AIM OF THE TASK →
Take the records below and retype them line by line, from the first line through the one containing "fn extract(paths: &[&str], reload_theme: bool)"; stop there.

*** Opening DATA FOR REVIEW ***

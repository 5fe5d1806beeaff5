use std::path::PathBuf;

use crate::coordinator::{
    Action, Change, CoordinatorState, ExtractionWork, RebuildCoordinator,
};

fn source(name: &str) -> Change {
    Change::Source(PathBuf::from(format!("/app/{name}")))
}

fn extract(paths: &[&str], reload_theme: bool) -> Action {
    Action::Extract(ExtractionWork {
        paths: paths.iter().map(|p| PathBuf::from(format!("/app/{p}"))).collect(),
        reload_theme,
    })
}

#[test]
fn idle_change_runs_one_full_cycle() {
    let mut coordinator = RebuildCoordinator::new();
    assert_eq!(coordinator.state(), CoordinatorState::Idle);

    assert_eq!(coordinator.on_change(source("a.html")), extract(&["a.html"], false));
    assert_eq!(coordinator.state(), CoordinatorState::Extracting);

    assert_eq!(coordinator.on_extracted(true), Action::Generate);
    assert_eq!(coordinator.state(), CoordinatorState::Generating);

    assert_eq!(coordinator.on_generated(), Action::Settle);
    assert!(coordinator.is_idle());
    assert_eq!(coordinator.cycles(), 1);
    assert_eq!(coordinator.generations(), 1);
}

#[test]
fn unchanged_candidates_skip_generation() {
    let mut coordinator = RebuildCoordinator::new();

    coordinator.on_change(source("a.html"));
    assert_eq!(coordinator.on_extracted(false), Action::Settle);
    assert_eq!(coordinator.generations(), 0);
}

#[test]
fn theme_changes_always_generate() {
    let mut coordinator = RebuildCoordinator::new();

    let action = coordinator.on_change(Change::Theme(PathBuf::from("/app/app.css")));
    assert_eq!(action, extract(&[], true));
    assert_eq!(coordinator.on_extracted(false), Action::Generate);
    assert_eq!(coordinator.on_generated(), Action::Settle);
}

#[test]
fn changes_during_generation_coalesce_into_one_rerun() {
    let mut coordinator = RebuildCoordinator::new();
    coordinator.on_change(source("a.html"));
    coordinator.on_extracted(true);

    for name in ["b.html", "c.html", "b.html", "d.html"] {
        assert_eq!(coordinator.on_change(source(name)), Action::Wait);
        assert_eq!(coordinator.state(), CoordinatorState::PendingRerun);
    }

    assert_eq!(
        coordinator.on_generated(),
        extract(&["b.html", "c.html", "d.html"], false)
    );
    assert_eq!(coordinator.on_extracted(true), Action::Generate);
    assert_eq!(coordinator.on_generated(), Action::Settle);

    assert_eq!(coordinator.cycles(), 2);
    assert_eq!(coordinator.generations(), 2);
}

#[test]
fn changes_during_extraction_rerun_after_the_cycle() {
    let mut coordinator = RebuildCoordinator::new();
    coordinator.on_change(source("a.html"));

    assert_eq!(
        coordinator.on_change(Change::Theme(PathBuf::from("/app/windsmith.toml"))),
        Action::Wait
    );

    assert_eq!(coordinator.on_extracted(false), extract(&[], true));
    assert_eq!(coordinator.on_extracted(false), Action::Generate);
    assert_eq!(coordinator.on_generated(), Action::Settle);
}

#[test]
fn out_of_order_reports_are_ignored() {
    let mut coordinator = RebuildCoordinator::new();

    assert_eq!(coordinator.on_generated(), Action::Wait);
    assert_eq!(coordinator.on_extracted(true), Action::Wait);
    assert!(coordinator.is_idle());

    coordinator.on_change(source("a.html"));
    assert_eq!(coordinator.on_generated(), Action::Wait);
    assert_eq!(coordinator.state(), CoordinatorState::Extracting);
}

#[test]
fn at_most_one_phase_in_flight() {
    let mut coordinator = RebuildCoordinator::new();
    let mut starts = 0;

    for i in 0..10 {
        if let Action::Extract(_) = coordinator.on_change(source(&format!("{i}.html"))) {
            starts += 1;
        }
    }

    assert_eq!(starts, 1);
    assert_eq!(coordinator.state(), CoordinatorState::PendingRerun);
}
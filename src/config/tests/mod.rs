//! Unit tests for config layers
//!
//! No filesystem dependencies - all in-memory.

#![allow(clippy::panic)]
#![allow(clippy::unwrap_used)]

use std::path::{Path, PathBuf};

use crate::config::{ConfigError, ConfigLayer, ConfigValue, LayerStack};

#[test]
fn layer_from_toml_str_keeps_base() {
    let layer = ConfigLayer::from_toml_str("[theme.colors]\nred = \"red\"\n", "/root").unwrap();

    assert_eq!(layer.base(), Path::new("/root"));
    assert!(layer.origin().is_none());
    assert!(layer.theme_section(0).unwrap().is_some());
}

#[test]
fn layer_without_theme_has_no_section() {
    let layer = ConfigLayer::from_toml_str("content = []\n", "/root").unwrap();
    assert!(layer.theme_section(0).unwrap().is_none());
}

#[test]
fn non_table_layer_is_malformed() {
    let layer = ConfigLayer::new(ConfigValue::from("not a table"), "/root");

    match layer.theme_section(3).unwrap_err() {
        ConfigError::MalformedLayer { index, base, .. } => {
            assert_eq!(index, 3);
            assert_eq!(base, PathBuf::from("/root"));
        }
        other => panic!("expected MalformedLayer, got {other:?}"),
    }
}

#[test]
fn non_table_theme_is_malformed() {
    let layer = ConfigLayer::from_toml_str("theme = \"dark\"\n", "/root").unwrap();
    assert!(matches!(
        layer.theme_section(0),
        Err(ConfigError::MalformedLayer { .. })
    ));
}

#[test]
fn non_table_extend_is_malformed() {
    let layer = ConfigLayer::from_toml_str("[theme]\nextend = 4\n", "/root").unwrap();
    assert!(matches!(
        layer.theme_section(0),
        Err(ConfigError::MalformedLayer { .. })
    ));
}

#[test]
fn invalid_toml_string_fails_to_parse() {
    let result = ConfigLayer::from_toml_str("theme = {", "/root");
    assert!(matches!(result, Err(ConfigError::TomlParse { .. })));
}

#[test]
fn content_globs_from_array() {
    let layer = ConfigLayer::from_toml_str(
        "content = [\"../project-b/src/**/*.js\", \"!**/*.test.js\"]\n",
        "/work/project-a",
    )
    .unwrap();

    let globs = layer.content_globs();
    assert_eq!(globs.len(), 2);
    assert_eq!(globs[0].pattern, "../project-b/src/**/*.js");
    assert!(!globs[0].negated);
    assert_eq!(globs[0].base, PathBuf::from("/work/project-a"));
    assert_eq!(globs[1].pattern, "**/*.test.js");
    assert!(globs[1].negated);
}

#[test]
fn content_globs_from_files_table() {
    let layer =
        ConfigLayer::from_toml_str("[content]\nfiles = [\"src/**/*.html\"]\n", "/work").unwrap();

    let globs = layer.content_globs();
    assert_eq!(globs.len(), 1);
    assert_eq!(globs[0].pattern, "src/**/*.html");
}

#[test]
fn stack_collects_content_globs_in_layer_order() {
    let stack: LayerStack = [
        ConfigLayer::from_toml_str("content = [\"a/**\"]\n", "/one").unwrap(),
        ConfigLayer::from_toml_str("content = [\"b/**\"]\n", "/two").unwrap(),
    ]
    .into_iter()
    .collect();

    let globs = stack.content_globs();
    assert_eq!(globs.len(), 2);
    assert_eq!(globs[0].base, PathBuf::from("/one"));
    assert_eq!(globs[1].base, PathBuf::from("/two"));
}

#[test]
fn presets_are_listed_in_order() {
    let layer =
        ConfigLayer::from_toml_str("presets = [\"./base\", \"brand.toml\"]\n", "/root").unwrap();
    assert_eq!(layer.presets(), vec!["./base", "brand.toml"]);
}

*** Closing DATA FOR REVIEW ***

EXERCISE OUTPUT →
repository 5fe5d1806beeaff5
use std::path::PathBuf;

use crate::coordinator::{
    Action, Change, CoordinatorState, ExtractionWork, RebuildCoordinator,
};

fn source(name: &str) -> Change {
    Change::Source(PathBuf::from(format!("/app/{name}")))
}

fn extract(paths: &[&str], reload_theme: bool) -> Action {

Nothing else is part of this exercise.